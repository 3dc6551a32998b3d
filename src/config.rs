//! The immutable configuration tree consumed by the engine.
//!
//! Configuration arrives already parsed and syntactically validated by an
//! external loader; this module only defines the shape the engine reads.
//! A [`Config`] is one module plus its children, addressed by module path.
//! Nothing in the engine ever mutates a `Config`.

use rustc_hash::FxHashMap;
use serde::{Deserialize, Serialize};
use serde_json::Value;

use crate::addrs::ModuleInstance;
use crate::version::CoreVersion;

/// Declaration of an input variable within a module.
#[derive(Clone, Debug, Default, PartialEq, Serialize, Deserialize)]
pub struct VariableDecl {
    /// Default value used when the caller supplies none. Variables with no
    /// default must be set by the caller before planning.
    pub default: Option<Value>,
}

/// Declared instance expansion for a resource.
#[derive(Clone, Debug, Default, PartialEq, Serialize, Deserialize)]
pub enum ExpansionDecl {
    /// No `count` or `for_each`: exactly one keyless instance.
    #[default]
    Single,
    /// `count = n`: instances keyed `[0] .. [n-1]`.
    Count(u64),
    /// `for_each`: one instance per string key.
    ForEach(Vec<String>),
}

/// A managed resource declared in configuration.
#[derive(Clone, Debug, PartialEq, Serialize, Deserialize)]
pub struct ResourceConfig {
    pub type_name: String,
    pub name: String,
    /// Name of the provider responsible for this resource's type.
    pub provider: String,
    pub expansion: ExpansionDecl,
    /// The desired configuration body, as evaluated by the loader.
    pub config: Value,
}

/// An output value declared in configuration. The expression is an opaque
/// reference string resolved through an evaluation scope.
#[derive(Clone, Debug, PartialEq, Serialize, Deserialize)]
pub struct OutputConfig {
    pub name: String,
    pub expr: String,
}

/// A `moved` block: the state for `from` should be treated as having moved
/// to `to` without destroying and recreating anything. Both sides are
/// resource names local to the declaring module.
#[derive(Clone, Debug, PartialEq, Eq, Serialize, Deserialize)]
pub struct MovedBlock {
    pub from_type: String,
    pub from_name: String,
    pub to_type: String,
    pub to_name: String,
}

/// The body of one module: its declarations, without children.
#[derive(Clone, Debug, Default, PartialEq, Serialize, Deserialize)]
pub struct Module {
    pub variables: FxHashMap<String, VariableDecl>,
    pub resources: Vec<ResourceConfig>,
    pub outputs: Vec<OutputConfig>,
    pub moved: Vec<MovedBlock>,
}

/// One node of the configuration tree: a module and its child module calls.
#[derive(Clone, Debug, Default, PartialEq, Serialize, Deserialize)]
pub struct Config {
    pub module: Module,
    pub children: FxHashMap<String, Config>,
    /// Minimum engine version this module requires, if constrained.
    pub required_core_version: Option<CoreVersion>,
}

impl Config {
    /// An empty configuration, used to normalize degenerate callers that
    /// pass no config at all.
    #[must_use]
    pub fn empty() -> Self {
        Self::default()
    }

    /// The child config at the given name, if declared.
    #[must_use]
    pub fn child(&self, name: &str) -> Option<&Config> {
        self.children.get(name)
    }

    /// Visit every module in the tree, outermost first, with its
    /// module-instance address.
    pub fn visit_modules<'a>(&'a self, mut f: impl FnMut(&ModuleInstance, &'a Module)) {
        fn walk<'a>(
            cfg: &'a Config,
            path: &ModuleInstance,
            f: &mut impl FnMut(&ModuleInstance, &'a Module),
        ) {
            f(path, &cfg.module);
            for (name, child) in &cfg.children {
                walk(child, &path.child(name.clone()), f);
            }
        }
        walk(self, &ModuleInstance::root(), &mut f);
    }
}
────
### Task instructions:
What is needed is the full listing, reproduced exactly.

### Result:
repository 3dc6551a32998b3d
filename src/config.rs
//! The immutable configuration tree consumed by the engine.
//!
//! Configuration arrives already parsed and syntactically validated by an
//! external loader; this module only defines the shape the engine reads.
//! A [`Config`] is one module plus its children, addressed by module path.
//! Nothing in the engine ever mutates a `Config`.

use rustc_hash::FxHashMap;
use serde::{Deserialize, Serialize};
use serde_json::Value;

use crate::addrs::ModuleInstance;
use crate::version::CoreVersion;

/// Declaration of an input variable within a module.
#[derive(Clone, Debug, Default, PartialEq, Serialize, Deserialize)]
pub struct VariableDecl {
    /// Default value used when the caller supplies none. Variables with no
    /// default must be set by the caller before planning.
    pub default: Option<Value>,
}

/// Declared instance expansion for a resource.
#[derive(Clone, Debug, Default, PartialEq, Serialize, Deserialize)]
pub enum ExpansionDecl {
    /// No `count` or `for_each`: exactly one keyless instance.
    #[default]
    Single,
    /// `count = n`: instances keyed `[0] .. [n-1]`.
    Count(u64),
    /// `for_each`: one instance per string key.
    ForEach(Vec<String>),
}

/// A managed resource declared in configuration.
#[derive(Clone, Debug, PartialEq, Serialize, Deserialize)]
pub struct ResourceConfig {
    pub type_name: String,
    pub name: String,
    /// Name of the provider responsible for this resource's type.
    pub provider: String,
    pub expansion: ExpansionDecl,
    /// The desired configuration body, as evaluated by the loader.
    pub config: Value,
}

/// An output value declared in configuration. The expression is an opaque
/// reference string resolved through an evaluation scope.
#[derive(Clone, Debug, PartialEq, Serialize, Deserialize)]
pub struct OutputConfig {
    pub name: String,
    pub expr: String,
}

/// A `moved` block: the state for `from` should be treated as having moved
/// to `to` without destroying and recreating anything. Both sides are
/// resource names local to the declaring module.
#[derive(Clone, Debug, PartialEq, Eq, Serialize, Deserialize)]
pub struct MovedBlock {
    pub from_type: String,
    pub from_name: String,
    pub to_type: String,
    pub to_name: String,
}

/// The body of one module: its declarations, without children.
#[derive(Clone, Debug, Default, PartialEq, Serialize, Deserialize)]
pub struct Module {
    pub variables: FxHashMap<String, VariableDecl>,
    pub resources: Vec<ResourceConfig>,
    pub outputs: Vec<OutputConfig>,
    pub moved: Vec<MovedBlock>,
}

/// One node of the configuration tree: a module and its child module calls.
#[derive(Clone, Debug, Default, PartialEq, Serialize, Deserialize)]
pub struct Config {
    pub module: Module,
    pub children: FxHashMap<String, Config>,
    /// Minimum engine version this module requires, if constrained.
    pub required_core_version: Option<CoreVersion>,
}

impl Config {
    /// An empty configuration, used to normalize degenerate callers that
    /// pass no config at all.
    #[must_use]
    pub fn empty() -> Self {
        Self::default()
    }

    /// The child config at the given name, if declared.
    #[must_use]
    pub fn child(&self, name: &str) -> Option<&Config> {
        self.children.get(name)
    }

    /// Visit every module in the tree, outermost first, with its
    /// module-instance address.
    pub fn visit_modules<'a>(&'a self, mut f: impl FnMut(&ModuleInstance, &'a Module)) {
        fn walk<'a>(
            cfg: &'a Config,
            path: &ModuleInstance,
            f: &mut impl FnMut(&ModuleInstance, &'a Module),
        ) {
            f(path, &cfg.module);
            for (name, child) in &cfg.children {
                walk(child, &path.child(name.clone()), f);
            }
        }
        walk(self, &ModuleInstance::root(), &mut f);
    }
}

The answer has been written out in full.